J'ai peu parlé de masque jusqu'à maintenant, ça reste une précaution absolument essentielle, puisque le masque va filtrer une partie au moins de ces aérosols. Le masque garantit une filtration de l'ordre de trois microns, donc des toutes petites particules. En fait, il semblerait que ça filtre même un peu mieux que ça, donc ça reste absolument essentiel. Vérifier que les gens portent bien le masque dans un lieu sombre, je crois que c'est un point qui peut être un tout petit peu délicat. Mais je pense que l'exploitant pourra peut-être se donner les moyens de faire des vérifications plus précises. En tout cas, c'est vrai que si les gens ne portent pas de masque, ça reste quand même risqué. Par ailleurs, juste un mot peut être sur les salles les plus modernes. Je pense en particulier aux salles de cinéma, de grands espaces, très modernes a priori, qui sont conçus selon des normes de ventilation qui sont assez restrictives, assez exigeantes. Les premières mesures qui ont été faites semblent suggérer que la plupart de ces grands espaces, en particulier les salles modernes, sont des espaces très bien ventilés, donc a priori avec un risque relativement limité."

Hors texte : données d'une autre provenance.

use chrono::{DateTime, Utc};
use serde::Serialize;

use super::title_link;
use crate::models::{poster_url, MediaType, MovieList, Review, Session, WatchlistEntry};

#[derive(Debug, Clone, Serialize, PartialEq)]
pub struct Profile {
    pub display_name: String,
    pub email: Option<String>,
}

#[derive(Debug, Clone, Serialize, PartialEq)]
pub struct AccountStats {
    pub watchlist_count: usize,
    pub review_count: usize,
    pub list_count: usize,
    /// Mean rating rounded to one decimal, 0 without reviews
    pub average_rating: f64,
}

#[derive(Debug, Clone, Serialize, PartialEq)]
pub struct LibraryEntryView {
    pub media_type: MediaType,
    pub tmdb_id: u64,
    pub title: String,
    pub poster_url: Option<String>,
    pub link: String,
    /// Path that removes this entry
    pub remove_path: String,
}

#[derive(Debug, Clone, Serialize, PartialEq)]
pub struct AccountReviewView {
    #[serde(flatten)]
    pub entry: LibraryEntryView,
    pub rating: u8,
    pub body: String,
    pub created_at: DateTime<Utc>,
}

#[derive(Debug, Clone, Serialize, PartialEq)]
pub struct AccountView {
    pub profile: Profile,
    pub stats: AccountStats,
    pub watchlist: Vec<LibraryEntryView>,
    pub reviews: Vec<AccountReviewView>,
    pub lists: Vec<MovieList>,
}

pub fn average_rating(reviews: &[Review]) -> f64 {
    if reviews.is_empty() {
        return 0.0;
    }
    let total: u32 = reviews.iter().map(|r| r.rating.value() as u32).sum();
    let mean = total as f64 / reviews.len() as f64;
    (mean * 10.0).round() / 10.0
}

fn entry(
    kind: &str,
    media_type: MediaType,
    tmdb_id: u64,
    title: &str,
    poster_path: Option<&str>,
) -> LibraryEntryView {
    LibraryEntryView {
        media_type,
        tmdb_id,
        title: title.to_string(),
        poster_url: poster_path.map(poster_url),
        link: title_link(media_type, tmdb_id),
        remove_path: format!("/api/v1/account/{}/{}/{}", kind, media_type, tmdb_id),
    }
}

pub fn account_view(
    session: &Session,
    watchlist: &[WatchlistEntry],
    reviews: &[Review],
    lists: Vec<MovieList>,
) -> AccountView {
    AccountView {
        profile: Profile {
            display_name: session.user.display_name.clone(),
            email: session.user.email.clone(),
        },
        stats: AccountStats {
            watchlist_count: watchlist.len(),
            review_count: reviews.len(),
            list_count: lists.len(),
            average_rating: average_rating(reviews),
        },
        watchlist: watchlist
            .iter()
            .map(|w| {
                entry(
                    "watchlist",
                    w.media_type,
                    w.tmdb_id,
                    &w.title,
                    w.poster_path.as_deref(),
                )
            })
            .collect(),
        reviews: reviews
            .iter()
            .map(|r| AccountReviewView {
                entry: entry(
                    "reviews",
                    r.media_type,
                    r.tmdb_id,
                    &r.title,
                    r.poster_path.as_deref(),
                ),
                rating: r.rating.value(),
                body: r.body.clone(),
                created_at: r.created_at,
            })
            .collect(),
        lists,
    }
}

Les festivals et lieux en extérieurs ne sont pas dangereux ?

Bertrand Maury : "On a maintenant des chiffres assez précis sur le taux, le pourcentage de contamination à l'extérieur, qui est relativement faible, je ne voudrais pas avancer un chiffre, mais il semble vraiment clair maintenant que la plupart des contaminations se font en lieux clos. Donc, les lieux ouverts sont a priori assez favorables. Il faut des précautions de distanciation. À l'extérieur, en gros, on va pouvoir contaminer quelqu'un en lui parlant fort ou en criant devant une personne à un ou deux mètres. Là, on peut avoir une propagation avec ces 'grosses gouttelettes', de l'ordre d'une fraction de micron, ce sont des particules inertielles en quelque sorte, qui vont se projeter comme des boules de pétanque et atteindre la personne en face. Mais a priori, le risque en termes d'aérosols, qui semble être le risque principal, est très, très diminué quand on est à l'extérieur, donc ça plaide effectivement en faveur d'une ouverture. Évidemment, il faut des règles de contrôle assez strictes. Mais par exemple, des festivals en plein air devraient pouvoir redevenir possibles à l'arrivée des beaux jours et les événements sportifs aussi. Encore une fois sous contrôle. Il faut faire, peut-être, un tout petit peu attention aux lieux intermédiaires, c'est-à-dire les lieux de passage, les caisses, etc. Il y a toujours des lieux un peu confinés. Je pense au Stade de France, par exemple, ou au Parc des Princes. Donc là, il faudrait des contrôles, peut-être un peu stricts, mais disons au moment du match lui-même, on est dans un lieu quand même qui est d'une hauteur sous plafond infinie. Et donc là, on est dans des situations a priori très favorables."